The patient recovered well. The indwelling catheter was removed the next morning and she was able to pass urine well with minimal residual urine on bladder scan. She was discharged on the first postoperative day. The histopathology report revealed a smooth muscle tumour with epithelioid and spindle cells arranged in cords, nests and fascicles (Figure 3). There were no mitotic figures or atypia. Immunohistochemistry showed reactivity for SMA (Smooth Muscle Actin), desmin and caldesmon and presence of estrogen and progesterone receptors. In view of rarity of vaginal leiomyomas, the patient is being followed up.

Figure 3: A nodular lesion with well-defined border showing an area of epithelioid cells arranged in cords and nests (H & E, X200). View Figure 3

Discussion


A vaginal tumour may be mistaken for several other benign conditions of the vagina, including uterovaginal prolapse, vaginal cysts, urethral diverticulum and urethral or vaginal malignancy [4-7]. Vaginal fibroids are rare and only 300 cases have been reported in literature. Of all the solid tumours occurring in the vagina, 4.5% were reported to be leiomyomas in a survey [8].

The first report of a vaginal leiomyoma was made by Denys de Leyden in 1733 [9]. It generally occurs in 35-50 year-old women and characteristically arises from the anterior vaginal wall in the midline [10]. It is more commonly found in Caucasian women. Although the origin is not clear, it most likely arises from local artery musculature and embryonal rests [9]. It typically appears to be a firm, non-tender, non-fluctuant vaginal mass with a smooth surface and no associated discharge on physical examination. It may be asymptomatic to begin with due to the elasticity of the vagina but may cause bladder outlet obstruction or mass related symptoms [8].

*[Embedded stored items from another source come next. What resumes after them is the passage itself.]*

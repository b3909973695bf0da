//! Partitioners map a raw data reference to partition identifiers.
//!
//! A partitioner either accepts a reference and produces a [`Partition`], or
//! rejects it, in which case the connector records the reference as
//! unmatched. Rejection is never an error.

use std::fmt::Debug;
use std::sync::Arc;

use assay_core::{DataReference, PartitionDefinition};
use regex::Regex;
use serde::{Deserialize, Serialize};
use tracing::debug;
use url::form_urlencoded;

use crate::error::ConnectorError;

/// Capture group whose value names the data asset instead of a partition
/// identifier.
pub const DATA_ASSET_NAME_GROUP: &str = "data_asset_name";

/// Result of successfully partitioning one data reference.
#[derive(Debug, Clone, PartialEq, Eq)]
pub struct Partition {
    pub data_reference: DataReference,
    pub data_asset_name: Option<String>,
    pub definition: PartitionDefinition,
}

pub trait Partitioner: Debug + Send + Sync {
    fn class_name(&self) -> &'static str;

    /// Identifier names this partitioner emits, in declaration order.
    fn group_names(&self) -> &[String];

    fn find_partition_for_reference(&self, data_reference: &DataReference) -> Option<Partition>;
}

/// Regex-driven partitioner.
///
/// The pattern is anchored at the start of the reference; whatever follows
/// the match is ignored. Capture groups are paired with `group_names` by
/// position. Surplus capture groups are dropped, and an optional group that
/// did not participate yields an empty string.
#[derive(Debug, Clone)]
pub struct RegexPartitioner {
    pattern: String,
    regex: Regex,
    group_names: Vec<String>,
    identifier_names: Vec<String>,
}

impl RegexPartitioner {
    pub fn new(pattern: &str, group_names: Vec<String>) -> Result<Self, ConnectorError> {
        let regex = Regex::new(&format!("^(?:{})", pattern))?;
        let capture_count = regex.captures_len() - 1;
        if group_names.len() > capture_count {
            return Err(ConnectorError::Config(format!(
                "pattern '{}' has {} capture group(s) but {} group name(s) were given",
                pattern,
                capture_count,
                group_names.len()
            )));
        }
        let identifier_names = group_names
            .iter()
            .filter(|name| name.as_str() != DATA_ASSET_NAME_GROUP)
            .cloned()
            .collect();
        debug!(
            "RegexPartitioner compiled '{}' with groups {:?}",
            pattern, group_names
        );
        Ok(Self {
            pattern: pattern.to_string(),
            regex,
            group_names,
            identifier_names,
        })
    }

    pub fn pattern(&self) -> &str {
        &self.pattern
    }
}

impl Partitioner for RegexPartitioner {
    fn class_name(&self) -> &'static str {
        "RegexPartitioner"
    }

    fn group_names(&self) -> &[String] {
        &self.identifier_names
    }

    fn find_partition_for_reference(&self, data_reference: &DataReference) -> Option<Partition> {
        let captures = self.regex.captures(data_reference.as_str())?;

        let mut data_asset_name = None;
        let mut definition = PartitionDefinition::new();
        for (idx, name) in self.group_names.iter().enumerate() {
            let value = captures.get(idx + 1).map_or("", |m| m.as_str());
            if name == DATA_ASSET_NAME_GROUP {
                if !value.is_empty() {
                    data_asset_name = Some(value.to_string());
                }
            } else {
                definition.insert(name.clone(), value);
            }
        }

        Some(Partition {
            data_reference: data_reference.clone(),
            data_asset_name,
            definition,
        })
    }
}

/// Hive-style partitioner over `/`-separated `key=value` segments.
///
/// Keys and values are form-urlencoded. A reference is accepted only when
/// every configured group name appears as a key; other segments are ignored.
#[derive(Debug, Clone)]
pub struct KeyValuePartitioner {
    group_names: Vec<String>,
}

impl KeyValuePartitioner {
    pub fn new(group_names: Vec<String>) -> Self {
        Self { group_names }
    }
}

impl Partitioner for KeyValuePartitioner {
    fn class_name(&self) -> &'static str {
        "KeyValuePartitioner"
    }

    fn group_names(&self) -> &[String] {
        &self.group_names
    }

    fn find_partition_for_reference(&self, data_reference: &DataReference) -> Option<Partition> {
        let mut found = PartitionDefinition::new();
        for segment in data_reference.as_str().split('/') {
            if !segment.contains('=') {
                continue;
            }
            for (key, value) in form_urlencoded::parse(segment.as_bytes()) {
                found.insert(key.into_owned(), value.into_owned());
            }
        }

        let mut definition = PartitionDefinition::new();
        for name in &self.group_names {
            definition.insert(name.clone(), found.get(name)?);
        }

        Some(Partition {
            data_reference: data_reference.clone(),
            data_asset_name: None,
            definition,
        })
    }
}

/// Encode one `key=value` segment the way [`KeyValuePartitioner`] decodes it.
pub fn encode_key_value_segment(key: &str, value: &str) -> String {
    form_urlencoded::Serializer::new(String::new())
        .append_pair(key, value)
        .finish()
}

/// Declarative partitioner configuration, tagged by `class_name`.
#[derive(Debug, Clone, PartialEq, Serialize, Deserialize)]
#[serde(tag = "class_name", deny_unknown_fields)]
pub enum PartitionerConfig {
    RegexPartitioner {
        pattern: String,
        #[serde(default)]
        group_names: Vec<String>,
    },
    KeyValuePartitioner {
        group_names: Vec<String>,
    },
}

impl PartitionerConfig {
    pub fn regex(pattern: impl Into<String>, group_names: &[&str]) -> Self {
        PartitionerConfig::RegexPartitioner {
            pattern: pattern.into(),
            group_names: group_names.iter().map(|s| s.to_string()).collect(),
        }
    }

    pub fn build(&self) -> Result<Arc<dyn Partitioner>, ConnectorError> {
        Ok(match self {
            PartitionerConfig::RegexPartitioner {
                pattern,
                group_names,
            } => Arc::new(RegexPartitioner::new(pattern, group_names.clone())?),
            PartitionerConfig::KeyValuePartitioner { group_names } => {
                Arc::new(KeyValuePartitioner::new(group_names.clone()))
            }
        })
    }
}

The American College of Radiology recommends ultrasound as the first-line imaging modality for vaginal masses [11]. Its main drawbacks are operator dependence and the fact that the transducer may bypass the perineum or vagina when inserted into the anterior or posterior fornix. If the imaging is inconclusive or non-diagnostic, a pelvic MRI is recommended [12].

Surgical excision via a vaginal approach is the preferred treatment, since the specimen can be thoroughly examined, and foci of malignant degeneration can be excluded [9,10]. The use of a urethral catheter during the procedure may help in tissue dissection and aid in preventing and identifying urethral injury. If skeletonization of the urethral and bladder support occurs due to dissection, a colporrhaphy/pubourethral plication must be performed [9]. The abdominal approach for excision should only be resorted to if the lesion is unapproachable via the vaginal route or if it involves the vaginal fornices [4].

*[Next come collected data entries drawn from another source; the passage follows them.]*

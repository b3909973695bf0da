//! Assay CLI - inspect datasources, their assets and batches

use std::path::{Path, PathBuf};

use anyhow::{Context, Result};
use assay_connectors::{default_registry, Datasource, DatasourceConfig};
use assay_core::{BatchRequest, PartitionDefinition, PartitionRequest};
use clap::{Parser, Subcommand};
use serde_json::Value;
use tracing::{info, Level};
use tracing_subscriber::FmtSubscriber;

const DEFAULT_DATASOURCE_NAME: &str = "datasource";

#[derive(Parser)]
#[command(name = "assay")]
#[command(about = "Inspect data connectors and resolve batch requests")]
#[command(version)]
struct Cli {
    /// Enable verbose logging
    #[arg(short, long, global = true)]
    verbose: bool,

    /// Path to the datasource JSON document
    #[arg(short, long, global = true, env = "ASSAY_CONFIG", default_value = "datasource.json")]
    config: PathBuf,

    #[command(subcommand)]
    command: Commands,
}

#[derive(Subcommand)]
enum Commands {
    /// Refresh every connector and print its self-check report
    SelfCheck {
        /// Only check this data connector
        #[arg(long)]
        connector: Option<String>,
    },

    /// List data asset names per connector
    Assets,

    /// Resolve a batch request and print the matching batch definitions
    ListBatches {
        #[arg(long)]
        connector: String,

        #[arg(long)]
        asset: String,

        /// Partition identifier filter, repeatable
        #[arg(short, long = "partition", value_name = "KEY=VALUE", value_parser = parse_key_value)]
        partitions: Vec<(String, String)>,

        /// Pick one batch by position in sort order (negative counts from the end)
        #[arg(long, allow_hyphen_values = true)]
        index: Option<i64>,

        /// Keep at most this many batches
        #[arg(long)]
        limit: Option<usize>,

        /// Load each batch through the execution engine and report row counts
        #[arg(long)]
        load: bool,
    },

    /// List references no partitioner matched
    Unmatched {
        #[arg(long)]
        connector: String,
    },
}

#[tokio::main]
async fn main() -> Result<()> {
    let cli = Cli::parse();

    let level = if cli.verbose { Level::DEBUG } else { Level::INFO };
    let subscriber = FmtSubscriber::builder().with_max_level(level).finish();
    tracing::subscriber::set_global_default(subscriber)?;

    let datasource = load_datasource(&cli.config)?;

    match cli.command {
        Commands::SelfCheck { connector } => self_check(&datasource, connector.as_deref()).await?,
        Commands::Assets => list_assets(&datasource).await?,
        Commands::ListBatches {
            connector,
            asset,
            partitions,
            index,
            limit,
            load,
        } => {
            let request = BatchRequest::for_asset(datasource.name(), connector, asset)
                .with_partition_request(PartitionRequest {
                    partition_identifiers: partitions.into_iter().collect::<PartitionDefinition>(),
                    index,
                    limit,
                });
            list_batches(&datasource, &request, load).await?;
        }
        Commands::Unmatched { connector } => list_unmatched(&datasource, &connector).await?,
    }

    Ok(())
}

fn load_datasource(path: &Path) -> Result<Datasource> {
    info!("Loading datasource from {:?}", path);
    let content = std::fs::read_to_string(path)
        .with_context(|| format!("failed to read datasource document {:?}", path))?;
    let document: Value = serde_json::from_str(&content)
        .with_context(|| format!("{:?} is not valid JSON", path))?;
    let config: DatasourceConfig = serde_json::from_value(document.clone())
        .with_context(|| format!("invalid datasource document {:?}", path))?;
    let name = config
        .name
        .unwrap_or_else(|| DEFAULT_DATASOURCE_NAME.to_string());

    let datasource = Datasource::from_config(&name, &document, &default_registry())?;
    Ok(datasource)
}

fn parse_key_value(s: &str) -> Result<(String, String), String> {
    let (key, value) = s
        .split_once('=')
        .ok_or_else(|| format!("expected KEY=VALUE, got '{}'", s))?;
    if key.is_empty() {
        return Err(format!("empty key in '{}'", s));
    }
    Ok((key.to_string(), value.to_string()))
}

async fn self_check(datasource: &Datasource, only: Option<&str>) -> Result<()> {
    let names: Vec<String> = match only {
        Some(name) => vec![name.to_string()],
        None => datasource
            .data_connector_names()
            .into_iter()
            .map(str::to_string)
            .collect(),
    };

    for name in names {
        let report = datasource.data_connector(&name)?.self_check().await?;
        println!("=== {} ===", name);
        println!("{}", serde_json::to_string_pretty(&report)?);
    }
    Ok(())
}

async fn list_assets(datasource: &Datasource) -> Result<()> {
    for (connector, assets) in datasource.get_available_data_asset_names().await? {
        println!("{}:", connector);
        for asset in assets {
            println!("  {}", asset);
        }
    }
    Ok(())
}

async fn list_batches(datasource: &Datasource, request: &BatchRequest, load: bool) -> Result<()> {
    if load {
        let batches = datasource.get_batch_list_from_batch_request(request).await?;
        for batch in &batches {
            println!(
                "{}  rows={}  loaded_at={}",
                batch.batch_definition,
                batch.data.num_rows(),
                batch.batch_markers.load_time.to_rfc3339()
            );
        }
        println!("\n{} batch(es)", batches.len());
        return Ok(());
    }

    let connector_name = request
        .data_connector_name
        .as_deref()
        .context("batch request has no data connector")?;
    let definitions = datasource
        .data_connector(connector_name)?
        .get_batch_definition_list_from_batch_request(request)
        .await?;
    for definition in &definitions {
        println!("{}", definition);
    }
    println!("\n{} batch definition(s)", definitions.len());
    Ok(())
}

async fn list_unmatched(datasource: &Datasource, connector: &str) -> Result<()> {
    let connector = datasource.data_connector(connector)?;
    connector.refresh_data_references_cache().await?;
    let unmatched = connector.get_unmatched_data_references()?;
    for reference in &unmatched {
        println!("{}", reference);
    }
    println!("\n{} unmatched reference(s)", unmatched.len());
    Ok(())
}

Epitheloid leiomyomas of the genital tract are very rare [13]. Tavassoli and Norris in their review of the pathological features of 60 cases of vaginal smooth muscle tumours found two of them to be epithelioid leiomyomas [14]. When the morphological diagnosis is difficult, biomarkers like p16, p53 and ki-67 can be utilised to anticipate the behaviour of the tumour [15]. Zhao, et al. followed up 16 patients with epithelioid vulval leiomyoma after excision and found that 3 of them had recurrences at 11 months, 1 year and 10 years postoperatively [16]. Hence, long term follow up is advised [13].

Conclusion


Epitheloid leiomyomas are very rare. Surgical excision and histopathologic examination is generally required to confirm the diagnosis and to exclude the presence of a sarcoma. Long term follow up is advised as late recurrences may occur.

Disclosure Statement


None of the authors have a conflict of interest.